Она быстро ушла, и несколько дней спустя я увидел ее в кабинете Игоря.

В тот вечер нас обоих показали в вечерних национальных новостях.

– Чего вы хотите, – спрашивал журналист Людмилу.

– Я хочу жить, – спокойно отвечала она.

Тяжело противиться желанию помочь, когда планируешь сложную и опасную операцию, беря на себя тщательно взвешенный риск, особенно если делаешь это в пику какому-нибудь заносчивому профессору. Встретив Людмилу следующим утром, я не нашел другого выхода, кроме как сказать ей, что, если она захочет, я договорюсь, чтобы она приехала в Лондон, где я смогу ее прооперировать. Как и следовало ожидать, она согласилась.

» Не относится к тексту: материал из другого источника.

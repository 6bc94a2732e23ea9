//! Runtime canvas: scene, view, history, selection and the collaborators
//! attached to them.
//!
//! Every local mutation that is committed goes through a `Canvas` method so
//! that history, the dirty flag, observers and the outbound action sink stay
//! consistent. Remote edits enter through [`Canvas::apply_action`], which
//! touches the scene only.

use crate::board::{BOARD_VERSION, BoardData, BoardError};
use crate::camera::Camera;
use crate::config::EngineConfig;
use crate::hit::HandleMetrics;
use crate::history::{HistoryEntry, HistoryManager, RemovedEntity, UndoEffect};
use crate::observer::{CanvasObserver, SelectionInfo};
use crate::scene::SceneStore;
use crate::selection::Selection;
use crate::shapes::{
    DecodeError, EntityId, EntityRef, LinkContent, ObjectBody, ObjectKind, RasterImage, SceneObject,
    SerializableColor, Stroke, TextContent,
};
use crate::sync::{Action, ActionSink};
use crate::tools::{ToolKind, ToolStyle};
use kurbo::{Point, Rect, Vec2};
use uuid::Uuid;

/// Longest side given to an inserted image, in world units.
const MAX_IMAGE_EXTENT: f64 = 480.0;
/// Text color of inserted links.
const LINK_COLOR: SerializableColor = SerializableColor::new(0x1e, 0x66, 0xf5, 255);

/// Externally supplied entities not yet merged into the scene.
#[derive(Debug, Clone, Default, PartialEq)]
pub struct PendingLayer {
    pub strokes: Vec<Stroke>,
    pub objects: Vec<SceneObject>,
}

impl PendingLayer {
    pub fn is_empty(&self) -> bool {
        self.strokes.is_empty() && self.objects.is_empty()
    }
}

/// The whiteboard runtime state.
pub struct Canvas {
    pub(crate) store: SceneStore,
    pub(crate) camera: Camera,
    pub(crate) history: HistoryManager,
    pub(crate) selection: Selection,
    pub(crate) config: EngineConfig,
    pub(crate) style: ToolStyle,
    tool: ToolKind,
    clipboard: Option<SceneObject>,
    paste_count: u32,
    background: Option<RasterImage>,
    pending: PendingLayer,
    dirty: bool,
    device_pixel_ratio: f64,
    editing: Option<EntityId>,
    observers: Vec<Box<dyn CanvasObserver>>,
    action_sink: Option<Box<dyn ActionSink>>,
}

impl Default for Canvas {
    fn default() -> Self {
        Self::new()
    }
}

А на следующий день я впервые увидел Таню. Игорь хотел, чтобы мы отправились в больницу в полседьмого утра, но я проспал. Когда мы все-таки выехали, я тут же понял причину, по которой он так настаивал: киевские пробки превратили получасовую поездку в полуторачасовую возню. Присоединившись к бесконечной череде грязных легковушек и грузовиков, чьи тускло-серые очертания едва виднелись в тумане, а красные габаритные огни превращали выхлопные газы в облака розового дыма, мы сантиметр за сантиметром пробирались по широченным дорогам к центру Киева. Вдоль дорог высились гигантские баннеры, рекламирующие сигареты и мобильные телефоны, которые с трудом удавалось разглядеть в тумане. Многие машины выезжали на тротуар и змейкой пробирались между фонарными столбами. Большие внедорожники и вовсе съезжали на грязную обочину, если это позволяло им продвинуться вперед.